S’il fallait retenir un seul fait, ce serait la recherche-action avec Yves Clot, Jean-Yves Bonnefond, Antoine Bonnemain et les équipes de la ville de Lille lorsque j’étais directrice générale adjointe chargée des RH. Cette expérience m’a profondément transformé, elle a été possible grâce au « terreau fertile » au sein de la collectivité. A cette époque, lorsque je prends mon poste, la question des taux d’absentéisme plane notamment au sein de la direction de la propreté publique qui a conduit une démarche de diagnostic et de plan d’actions sans réel résultat. La ville de Lille a expérimenté à partir de fin 2016 dans le cadre d’un partenariat avec le CNAM avec la mise en place d’un dialogue professionnel sur la qualité du travail à la direction de la propreté publique. Cette expérimentation sociale a été testée sur un secteur de la ville puis déployée sur l’ensemble des secteurs puis au secteur de la petite enfance.
La 1ère phase a permis de conduire une analyse du travail basée sur l’activité réelle. Les agents sont observés, filmés. Les films sont ensuite partagés entre pairs. Les points de vue sur le travail se confrontent (comment je passe mon balais, par quelle route je passe, comment faire pour que les rats ne restent pas dans les containers…). Le point de vue du collectif est ensuite discuté avec « la direction ». Le débat sur les critères de la qualité du travail est alors institué.

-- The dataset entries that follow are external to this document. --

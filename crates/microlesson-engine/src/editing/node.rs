use std::fmt;
use std::ops::Range;

use serde::{Deserialize, Serialize};
use xi_rope::Rope;
use xi_rope::delta::{Builder, Transformer};

use crate::editing::EditError;

/// Inline formatting that can be toggled over a text range
#[derive(Debug, Clone, Copy, PartialEq, Eq, Hash, PartialOrd, Ord, Serialize, Deserialize)]
#[serde(rename_all = "snake_case")]
pub enum Mark {
    Bold,
    Italic,
    Underline,
    Strike,
    Code,
    Highlight,
}

impl Mark {
    pub const ALL: [Mark; 6] = [
        Mark::Bold,
        Mark::Italic,
        Mark::Underline,
        Mark::Strike,
        Mark::Code,
        Mark::Highlight,
    ];

    pub fn label(&self) -> &'static str {
        match self {
            Mark::Bold => "bold",
            Mark::Italic => "italic",
            Mark::Underline => "underline",
            Mark::Strike => "strike",
            Mark::Code => "code",
            Mark::Highlight => "highlight",
        }
    }
}

/// A mark applied to a byte range of a text node
#[derive(Debug, Clone, PartialEq, Eq)]
pub struct MarkSpan {
    pub mark: Mark,
    pub range: Range<usize>,
}

/// Flavour of a text node. Changing it never changes block structure.
#[derive(Debug, Clone, Copy, PartialEq, Eq, Serialize, Deserialize)]
#[serde(rename_all = "snake_case")]
pub enum TextKind {
    Paragraph,
    Heading { level: u8 },
    ListItem { ordered: bool },
    Quote,
    Code,
}

impl TextKind {
    pub(crate) fn validate(self) -> Result<Self, EditError> {
        match self {
            TextKind::Heading { level } if !(1..=6).contains(&level) => {
                Err(EditError::InvalidHeadingLevel(level))
            }
            kind => Ok(kind),
        }
    }
}

/// A maximal stretch of text sharing the same marks
#[derive(Debug, Clone, PartialEq)]
pub struct Run {
    pub text: String,
    pub marks: Vec<Mark>,
}

/// Text node: rope-backed text plus mark spans that follow the text through edits
#[derive(Clone)]
pub struct TextBlock {
    kind: TextKind,
    text: Rope,
    marks: Vec<MarkSpan>,
}

impl TextBlock {
    pub fn new(kind: TextKind) -> Self {
        Self::with_text(kind, "")
    }

    pub fn paragraph(text: &str) -> Self {
        Self::with_text(TextKind::Paragraph, text)
    }

    pub fn with_text(kind: TextKind, text: &str) -> Self {
        Self {
            kind,
            text: Rope::from(text),
            marks: Vec::new(),
        }
    }

    /// Builder-style mark application, used when composing inserted content.
    /// Ranges outside the text are clamped.
    pub fn with_mark(mut self, mark: Mark, range: Range<usize>) -> Self {
        let len = self.len();
        let start = range.start.min(len);
        let end = range.end.min(len).max(start);
        self.marks.push(MarkSpan {
            mark,
            range: start..end,
        });
        self.normalize_marks();
        self
    }

    pub fn kind(&self) -> TextKind {
        self.kind
    }

    pub(crate) fn set_kind(&mut self, kind: TextKind) {
        self.kind = kind;
    }

    /// Length of the text in bytes
    pub fn len(&self) -> usize {
        self.text.len()
    }

    pub fn is_empty(&self) -> bool {
        self.text.len() == 0
    }

    pub fn text(&self) -> String {
        self.text.to_string()
    }

    pub fn marks(&self) -> &[MarkSpan] {
        &self.marks
    }

    pub(crate) fn check_boundary(&self, offset: usize) -> Result<(), EditError> {
        if offset > self.len() || !self.text().is_char_boundary(offset) {
            return Err(EditError::NotCharBoundary { offset });
        }
        Ok(())
    }

    fn check_range(&self, range: &Range<usize>) -> Result<(), EditError> {
        if range.start > range.end || range.end > self.len() {
            return Err(EditError::InvalidRange {
                start: range.start,
                end: range.end,
            });
        }
        self.check_boundary(range.start)?;
        self.check_boundary(range.end)
    }

    /// Replace a byte range with new text.
    ///
    /// The edit is compiled to a rope delta; mark spans are carried through the
    /// same delta so text typed at a span's end does not inherit the mark.
    pub(crate) fn replace(&mut self, range: Range<usize>, text: &str) -> Result<(), EditError> {
        self.check_range(&range)?;

        let mut builder = Builder::new(self.text.len());
        builder.replace(range, Rope::from(text));
        let delta = builder.build();
        self.text = delta.apply(&self.text);

        let mut transformer = Transformer::new(&delta);
        for span in &mut self.marks {
            let start = transformer.transform(span.range.start, true);
            let end = transformer.transform(span.range.end, false);
            span.range = start..end.max(start);
        }
        self.normalize_marks();
        Ok(())
    }

    /// True when every byte of `range` carries `mark`
    pub fn has_mark(&self, mark: Mark, range: &Range<usize>) -> bool {
        if range.start >= range.end {
            return false;
        }
        let mut covered_to = range.start;
        for span in self.marks.iter().filter(|span| span.mark == mark) {
            if span.range.start > covered_to {
                break;
            }
            covered_to = covered_to.max(span.range.end);
            if covered_to >= range.end {
                return true;
            }
        }
        false
    }

    /// Add `mark` over `range`, or remove it when the whole range already has it.
    /// Toggling the same range twice restores the original marks.
    pub(crate) fn toggle_mark(&mut self, mark: Mark, range: Range<usize>) -> Result<(), EditError> {
        self.check_range(&range)?;
        if range.is_empty() {
            return Ok(());
        }

        if self.has_mark(mark, &range) {
            let mut kept = Vec::with_capacity(self.marks.len() + 1);
            for span in self.marks.drain(..) {
                if span.mark != mark
                    || span.range.end <= range.start
                    || span.range.start >= range.end
                {
                    kept.push(span);
                    continue;
                }
                if span.range.start < range.start {
                    kept.push(MarkSpan {
                        mark,
                        range: span.range.start..range.start,
                    });
                }
                if span.range.end > range.end {
                    kept.push(MarkSpan {
                        mark,
                        range: range.end..span.range.end,
                    });
                }
            }
            self.marks = kept;
        } else {
            self.marks.push(MarkSpan { mark, range });
        }
        self.normalize_marks();
        Ok(())
    }

    /// Split into the text before and after `offset`, marks partitioned accordingly
    pub(crate) fn split_at(&self, offset: usize) -> Result<(TextBlock, TextBlock), EditError> {
        self.check_boundary(offset)?;
        let len = self.len();

        let mut before = TextBlock::with_text(self.kind, &self.text.slice_to_cow(0..offset));
        let mut after = TextBlock::with_text(self.kind, &self.text.slice_to_cow(offset..len));

        for span in &self.marks {
            if span.range.start < offset {
                before.marks.push(MarkSpan {
                    mark: span.mark,
                    range: span.range.start..span.range.end.min(offset),
                });
            }
            if span.range.end > offset {
                after.marks.push(MarkSpan {
                    mark: span.mark,
                    range: span.range.start.saturating_sub(offset)..span.range.end - offset,
                });
            }
        }
        before.normalize_marks();
        after.normalize_marks();
        Ok((before, after))
    }

    /// Flatten text and marks into runs of uniformly marked text
    pub fn runs(&self) -> Vec<Run> {
        let text = self.text();
        if text.is_empty() {
            return Vec::new();
        }

        let mut boundaries = vec![0, text.len()];
        for span in &self.marks {
            boundaries.push(span.range.start);
            boundaries.push(span.range.end);
        }
        boundaries.sort_unstable();
        boundaries.dedup();

        let mut runs: Vec<Run> = Vec::new();
        for window in boundaries.windows(2) {
            let (start, end) = (window[0], window[1]);
            if start >= end {
                continue;
            }
            let mut marks: Vec<Mark> = self
                .marks
                .iter()
                .filter(|span| span.range.start <= start && span.range.end >= end)
                .map(|span| span.mark)
                .collect();
            marks.sort();
            marks.dedup();

            match runs.last_mut() {
                Some(last) if last.marks == marks => last.text.push_str(&text[start..end]),
                _ => runs.push(Run {
                    text: text[start..end].to_string(),
                    marks,
                }),
            }
        }
        runs
    }

    /// Merge overlapping or touching spans of the same mark, drop empty ones
    fn normalize_marks(&mut self) {
        let len = self.len();
        let mut spans: Vec<MarkSpan> = self
            .marks
            .drain(..)
            .map(|span| MarkSpan {
                mark: span.mark,
                range: span.range.start.min(len)..span.range.end.min(len),
            })
            .filter(|span| span.range.start < span.range.end)
            .collect();
        spans.sort_by_key(|span| (span.mark, span.range.start, span.range.end));

        let mut merged: Vec<MarkSpan> = Vec::with_capacity(spans.len());
        for span in spans {
            match merged.last_mut() {
                Some(last) if last.mark == span.mark && last.range.end >= span.range.start => {
                    last.range.end = last.range.end.max(span.range.end);
                }
                _ => merged.push(span),
            }
        }
        merged.sort_by_key(|span| (span.range.start, span.mark));
        self.marks = merged;
    }
}

impl PartialEq for TextBlock {
    fn eq(&self, other: &Self) -> bool {
        self.kind == other.kind && self.marks == other.marks && self.text() == other.text()
    }
}

impl fmt::Debug for TextBlock {
    fn fmt(&self, f: &mut fmt::Formatter<'_>) -> fmt::Result {
        f.debug_struct("TextBlock")
            .field("kind", &self.kind)
            .field("text", &self.text())
            .field("marks", &self.marks)
            .finish()
    }
}

/// A rich-text node inside a block
#[derive(Debug, Clone, PartialEq)]
pub enum Node {
    Text(TextBlock),
    Image { src: String, alt: String },
    Divider,
}

impl Node {
    pub fn paragraph(text: &str) -> Self {
        Node::Text(TextBlock::paragraph(text))
    }

    pub fn heading(level: u8, text: &str) -> Self {
        Node::Text(TextBlock::with_text(
            TextKind::Heading {
                level: level.clamp(1, 6),
            },
            text,
        ))
    }

    pub fn list_item(ordered: bool, text: &str) -> Self {
        Node::Text(TextBlock::with_text(TextKind::ListItem { ordered }, text))
    }

    /// Size in the linear position space: text nodes have an open and close
    /// token around their bytes, atoms take a single position.
    pub fn size(&self) -> usize {
        match self {
            Node::Text(text) => text.len() + 2,
            Node::Image { .. } | Node::Divider => 1,
        }
    }

    pub fn as_text(&self) -> Option<&TextBlock> {
        match self {
            Node::Text(text) => Some(text),
            _ => None,
        }
    }

    pub(crate) fn as_text_mut(&mut self) -> Option<&mut TextBlock> {
        match self {
            Node::Text(text) => Some(text),
            _ => None,
        }
    }

    pub fn is_empty_paragraph(&self) -> bool {
        matches!(self, Node::Text(text) if text.kind() == TextKind::Paragraph && text.is_empty())
    }
}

Ce dispositif a donné naissance à une nouvelle fonction : les référents métiers. Agents de la propreté, désignés par leurs pairs, les référents sont chargés sur le terrain de recenser les problèmes rencontrés au quotidien et de discuter avec la direction des problèmes. Le dispositif est très cadré car pour que le dialogue tienne, il faut des processus organisés avec un rôle central des organisations syndicales. La collaboration avec le CNAM m’a en effet appris que la parole n’est libre que lorsqu’elle est contrainte autour des bons objets. Ce dispositif a permis de changer plusieurs outils de travail et d’améliorer la qualité du service rendu. Je pense aussi que la réforme des cycles de travail que la collectivité a conduit par la suite n’aurait pas été la même sans cette expérience. Il y a eu des mouvements au début : j’ai en tête les préavis de grève lorsque nous réunissons avec le DGA concerné les équipes pour présenter la réflexion ; des débats en CHSCT intenses.

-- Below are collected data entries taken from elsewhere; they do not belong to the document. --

//! Floating formatting toolbar placement.
//!
//! Read-only with respect to the document. Selection changes only schedule a
//! recomputation; the host calls [`ToolbarPositioner::poll`] from its event
//! loop and the position is computed once the debounce interval has passed.

use std::time::Instant;

use serde::{Deserialize, Serialize};

use crate::editing::Selection;
use crate::interaction::{CoordsProvider, Rect};
use crate::settings::ToolbarSettings;

/// Top-left corner of the toolbar in surface coordinates
#[derive(Debug, Clone, Copy, PartialEq, Serialize, Deserialize)]
pub struct ToolbarPosition {
    pub x: f32,
    pub y: f32,
}

#[derive(Debug, Clone)]
pub struct ToolbarPositioner {
    settings: ToolbarSettings,
    /// Current non-collapsed selection, `None` while hidden
    selection: Option<Selection>,
    /// Selection the shown position was computed for
    computed_for: Option<Selection>,
    position: Option<ToolbarPosition>,
    pending_since: Option<Instant>,
    formatting_in_progress: bool,
}

impl ToolbarPositioner {
    pub fn new(settings: ToolbarSettings) -> Self {
        Self {
            settings,
            selection: None,
            computed_for: None,
            position: None,
            pending_since: None,
            formatting_in_progress: false,
        }
    }

    pub fn settings(&self) -> &ToolbarSettings {
        &self.settings
    }

    pub fn position(&self) -> Option<ToolbarPosition> {
        self.position
    }

    pub fn is_open(&self) -> bool {
        self.selection.is_some()
    }

    /// Record a selection change. Returns the position to show right now,
    /// which is the previous one until the debounced recomputation runs.
    pub fn on_selection_change(&mut self, selection: Selection, now: Instant) -> Option<ToolbarPosition> {
        if selection.is_collapsed() {
            self.close();
            return None;
        }
        if self.selection == Some(selection) {
            return self.position;
        }
        self.selection = Some(selection);
        let insignificant = self
            .computed_for
            .is_some_and(|last| is_insignificant(&self.settings, last, selection));
        if self.position.is_some() && insignificant {
            return self.position;
        }
        self.pending_since = Some(now);
        self.position
    }

    /// Run the debounced recomputation if it is due
    pub fn poll(&mut self, now: Instant, coords: &dyn CoordsProvider) -> Option<ToolbarPosition> {
        let Some(since) = self.pending_since else {
            return self.position;
        };
        if now.saturating_duration_since(since) < self.settings.debounce() {
            return self.position;
        }
        self.pending_since = None;
        if let Some(selection) = self.selection {
            self.position = Some(self.compute(selection, coords));
            self.computed_for = Some(selection);
        }
        self.position
    }

    fn compute(&self, selection: Selection, coords: &dyn CoordsProvider) -> ToolbarPosition {
        let viewport = coords.viewport();
        let Some(anchor) = coords.coords_at_pos(selection.from) else {
            log::debug!("no coordinates for {}, using fallback toolbar position", selection.from);
            return fallback_position(&self.settings, &viewport);
        };
        let ToolbarSettings {
            width, height, gap, ..
        } = self.settings;

        let mut y = anchor.y - gap - height;
        if y < viewport.y {
            // No room above the selection: drop below its first line
            y = anchor.y + gap;
        }
        ToolbarPosition {
            x: clamp(anchor.x, viewport.x, viewport.right() - width),
            y: clamp(y, viewport.y, viewport.bottom() - height),
        }
    }

    pub fn close(&mut self) {
        self.selection = None;
        self.computed_for = None;
        self.position = None;
        self.pending_since = None;
    }

    pub fn on_escape(&mut self) {
        self.close();
    }

    /// Click outside both the toolbar and the editor. Returns whether it closed.
    pub fn on_click_outside(&mut self) -> bool {
        if self.formatting_in_progress {
            return false;
        }
        let was_open = self.is_open();
        self.close();
        was_open
    }

    pub fn set_formatting_in_progress(&mut self, in_progress: bool) {
        self.formatting_in_progress = in_progress;
    }
}

/// Both ends barely moved and the selection is still short
fn is_insignificant(settings: &ToolbarSettings, last: Selection, next: Selection) -> bool {
    last.from.abs_diff(next.from) <= settings.wiggle
        && last.to.abs_diff(next.to) <= settings.wiggle
        && next.len() < settings.min_length
}

fn fallback_position(settings: &ToolbarSettings, viewport: &Rect) -> ToolbarPosition {
    ToolbarPosition {
        x: clamp(
            viewport.x + (viewport.width - settings.width) / 2.0,
            viewport.x,
            viewport.right() - settings.width,
        ),
        y: clamp(
            viewport.y + settings.gap,
            viewport.y,
            viewport.bottom() - settings.height,
        ),
    }
}

/// Clamp that prefers `min` when the range is inverted (viewport narrower
/// than the toolbar)
fn clamp(value: f32, min: f32, max: f32) -> f32 {
    value.min(max).max(min)
}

Comme tout organisme vivant, j’ai toujours pensé que les collisions, les conflits peuvent être source de vitalité et qu’il est plus sain de mettre en place un dispositif permettant de les traiter plutôt que de les étouffer ou de les régler par un rapport de force. Ma vision et ma pratique du dialogue social ont aussi été transformées par cette expérience.
Vous êtes adhérente de l’association Réalités du dialogue social dont la vocation est de promouvoir le dialogue social. Pourquoi est-ce si important pour vous ?
L’association Réalités du dialogue social crée les conditions d’un échange riche et constructif, nous pouvons partager nos expériences, les façons de pratiquer le dialogue social, nous pouvons croiser les points de vue, et construire des ressources communes, bref un lieu d’une grande vitalité ! A titre personnel, la diversité des profils des adhérents et la qualité des débats me font progresser dans ma réflexion et mon action.
Avez-vous vu un film, écouté un podcast ou lu un livre que vous recommanderiez à la Communauté Réalités du dialogue social ?
Je cultive ma réflexivité par la lecture, les dialogues et je suis amatrice de podcasts. Ma bibliothèque est bien fournie et j’ai de nombreuses recommandations. Mais puisqu’il faut se limiter à une, je retiens, Le prix du travail bien fait d’Yves Clot, Jean-Yves Bonnefond, Antoine Bonnemain et Mylène Zittoun, ed. La Découverte, qui, au travers de trois exemples (dont celui que j’ai vécu à Lille), explique comment s’essayer à la coopération conflictuelle dans les organisations, source de qualité du travail.